-- Problem statement --
Your task is to copy each line of the records that includes the string "impl".

-- Supplied entries --

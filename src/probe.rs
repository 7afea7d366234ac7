//! Connectivity probing
//!
//! Sends one echo request per (source, destination) pair from inside the
//! source's namespace and reports the fraction lost. Probes run in
//! parallel batches, and every batch has a hard deadline: a probe that
//! has not answered by then counts as lost.

use crate::error::{Error, Result};
use crate::runtime::{NetworkRuntime, NetworkState};
use crate::topology::NodeHandle;
use crossbeam::channel;
use serde::Serialize;
use std::fmt;
use std::net::IpAddr;
use std::sync::Arc;
use std::thread;
use std::time::{Duration, Instant};
use tracing::{debug, info};

/// Default wait for a single echo reply
pub const DEFAULT_PROBE_TIMEOUT: Duration = Duration::from_secs(1);

/// Default number of probes in flight
pub const DEFAULT_PROBE_PARALLELISM: usize = 8;

/// Slack on top of the probe timeout before a batch is abandoned
const DEADLINE_GRACE: Duration = Duration::from_secs(1);

/// How one probe ended
#[derive(Debug, Clone, Copy, PartialEq, Eq, Serialize)]
#[serde(rename_all = "snake_case")]
pub enum ProbeResult {
    Reached,
    Lost,
    TimedOut,
    /// Destination node has no address to probe
    NoAddress,
    /// The probe could not be sent
    Error,
}

/// Outcome of a single probe
#[derive(Debug, Clone, Serialize)]
pub struct ProbeOutcome {
    pub source: String,
    /// Destination node name, or the address for manual probes
    pub target: String,
    pub address: Option<IpAddr>,
    pub result: ProbeResult,
    #[serde(skip_serializing_if = "Option::is_none")]
    pub detail: Option<String>,
}

impl ProbeOutcome {
    pub fn reached(&self) -> bool {
        self.result == ProbeResult::Reached
    }
}

/// Outcomes of one probe round, in probe order
#[derive(Debug, Clone, Default, Serialize)]
pub struct ProbeReport {
    pub outcomes: Vec<ProbeOutcome>,
}

impl ProbeReport {
    pub fn sent(&self) -> usize {
        self.outcomes.len()
    }

    pub fn received(&self) -> usize {
        self.outcomes.iter().filter(|o| o.reached()).count()
    }

    /// Fraction of probes lost, in [0, 1]; an empty round loses nothing
    pub fn loss(&self) -> f64 {
        if self.outcomes.is_empty() {
            return 0.0;
        }
        let lost = (self.sent() - self.received()) as f64;
        (lost / self.sent() as f64).clamp(0.0, 1.0)
    }

    pub fn lost(&self) -> impl Iterator<Item = &ProbeOutcome> {
        self.outcomes.iter().filter(|o| !o.reached())
    }
}

impl fmt::Display for ProbeReport {
    fn fmt(&self, f: &mut fmt::Formatter<'_>) -> fmt::Result {
        let mut current: Option<&str> = None;
        for outcome in &self.outcomes {
            if current != Some(outcome.source.as_str()) {
                if current.is_some() {
                    writeln!(f)?;
                }
                write!(f, "{} ->", outcome.source)?;
                current = Some(outcome.source.as_str());
            }
            if outcome.reached() {
                write!(f, " {}", outcome.target)?;
            } else {
                write!(f, " X")?;
            }
        }
        if current.is_some() {
            writeln!(f)?;
        }
        write!(
            f,
            "Results: {:.0}% dropped ({}/{} received)",
            self.loss() * 100.0,
            self.received(),
            self.sent()
        )
    }
}

struct Probe {
    source: NodeHandle,
    target: String,
    address: Option<IpAddr>,
}

/// Probes a running network
pub struct ConnectivityProber<'a> {
    runtime: &'a NetworkRuntime,
    timeout: Duration,
    parallelism: usize,
}

impl<'a> ConnectivityProber<'a> {
    pub fn new(runtime: &'a NetworkRuntime) -> Self {
        Self {
            runtime,
            timeout: DEFAULT_PROBE_TIMEOUT,
            parallelism: DEFAULT_PROBE_PARALLELISM,
        }
    }

    pub fn with_timeout(mut self, timeout: Duration) -> Self {
        self.timeout = timeout;
        self
    }

    pub fn with_parallelism(mut self, parallelism: usize) -> Self {
        self.parallelism = parallelism.max(1);
        self
    }

    /// Probe every ordered pair of distinct hosts
    pub fn ping_all(&self) -> Result<ProbeReport> {
        self.ensure_running()?;
        let hosts: Vec<NodeHandle> = self.runtime.topology().hosts().map(|(h, _)| h).collect();
        Ok(self.execute(self.pairwise(&hosts)))
    }

    /// Probe among `nodes`, or from each of them to `manual_dest`
    pub fn ping(&self, nodes: &[NodeHandle], manual_dest: Option<IpAddr>) -> Result<ProbeReport> {
        self.ensure_running()?;
        let topology = self.runtime.topology();
        for &handle in nodes {
            if handle.index() >= topology.len() {
                return Err(Error::LinkEndpointInvalid(format!(
                    "node handle {} does not exist",
                    handle.index()
                )));
            }
            let node = topology.node(handle);
            if !node.kind.is_host() {
                return Err(Error::ConfigValidation(format!(
                    "'{}' is a switch and cannot send probes",
                    node.name
                )));
            }
        }

        let probes = match manual_dest {
            Some(dst) => nodes
                .iter()
                .map(|&source| Probe {
                    source,
                    target: dst.to_string(),
                    address: Some(dst),
                })
                .collect(),
            None => self.pairwise(nodes),
        };
        Ok(self.execute(probes))
    }

    fn ensure_running(&self) -> Result<()> {
        match self.runtime.state() {
            NetworkState::Running => Ok(()),
            other => Err(Error::NotRunning(other.to_string())),
        }
    }

    fn pairwise(&self, nodes: &[NodeHandle]) -> Vec<Probe> {
        let topology = self.runtime.topology();
        let mut probes = Vec::new();
        for &source in nodes {
            for &dest in nodes {
                if source == dest {
                    continue;
                }
                let node = topology.node(dest);
                probes.push(Probe {
                    source,
                    target: node.name.clone(),
                    address: node.default_address(),
                });
            }
        }
        probes
    }

    fn execute(&self, probes: Vec<Probe>) -> ProbeReport {
        let topology = self.runtime.topology();
        let mut outcomes: Vec<ProbeOutcome> = probes
            .iter()
            .map(|p| ProbeOutcome {
                source: topology.node(p.source).name.clone(),
                target: p.target.clone(),
                address: p.address,
                result: ProbeResult::TimedOut,
                detail: None,
            })
            .collect();

        let indices: Vec<usize> = (0..probes.len()).collect();
        for batch in indices.chunks(self.parallelism) {
            let (tx, rx) = channel::unbounded();
            let mut in_flight = 0;

            for &i in batch {
                let probe = &probes[i];
                let Some(dst) = probe.address else {
                    outcomes[i].result = ProbeResult::NoAddress;
                    continue;
                };
                let Some(ns) = self.runtime.netns_of(probe.source) else {
                    outcomes[i].result = ProbeResult::Error;
                    outcomes[i].detail = Some("source has no namespace".to_string());
                    continue;
                };

                let fabric = Arc::clone(self.runtime.fabric());
                let tx = tx.clone();
                let timeout = self.timeout;
                // Detached so a wedged probe cannot hold up the round
                thread::spawn(move || {
                    let _ = tx.send((i, fabric.ping(&ns, dst, timeout)));
                });
                in_flight += 1;
            }
            drop(tx);

            let deadline = Instant::now() + self.timeout + DEADLINE_GRACE;
            while in_flight > 0 {
                let Ok((i, result)) = rx.recv_deadline(deadline) else {
                    break;
                };
                in_flight -= 1;
                match result {
                    Ok(true) => outcomes[i].result = ProbeResult::Reached,
                    Ok(false) => outcomes[i].result = ProbeResult::Lost,
                    Err(e) => {
                        outcomes[i].result = ProbeResult::Error;
                        outcomes[i].detail = Some(e.to_string());
                    }
                }
            }
        }

        for outcome in outcomes.iter().filter(|o| !o.reached()) {
            debug!(
                source = %outcome.source,
                target = %outcome.target,
                result = ?outcome.result,
                "probe not answered"
            );
        }

        let report = ProbeReport { outcomes };
        info!(
            sent = report.sent(),
            received = report.received(),
            loss = report.loss(),
            "probe round finished"
        );
        report
    }
}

-- The completed task --
impl ProbeOutcome {
impl ProbeReport {
    pub fn lost(&self) -> impl Iterator<Item = &ProbeOutcome> {
impl fmt::Display for ProbeReport {
impl<'a> ConnectivityProber<'a> {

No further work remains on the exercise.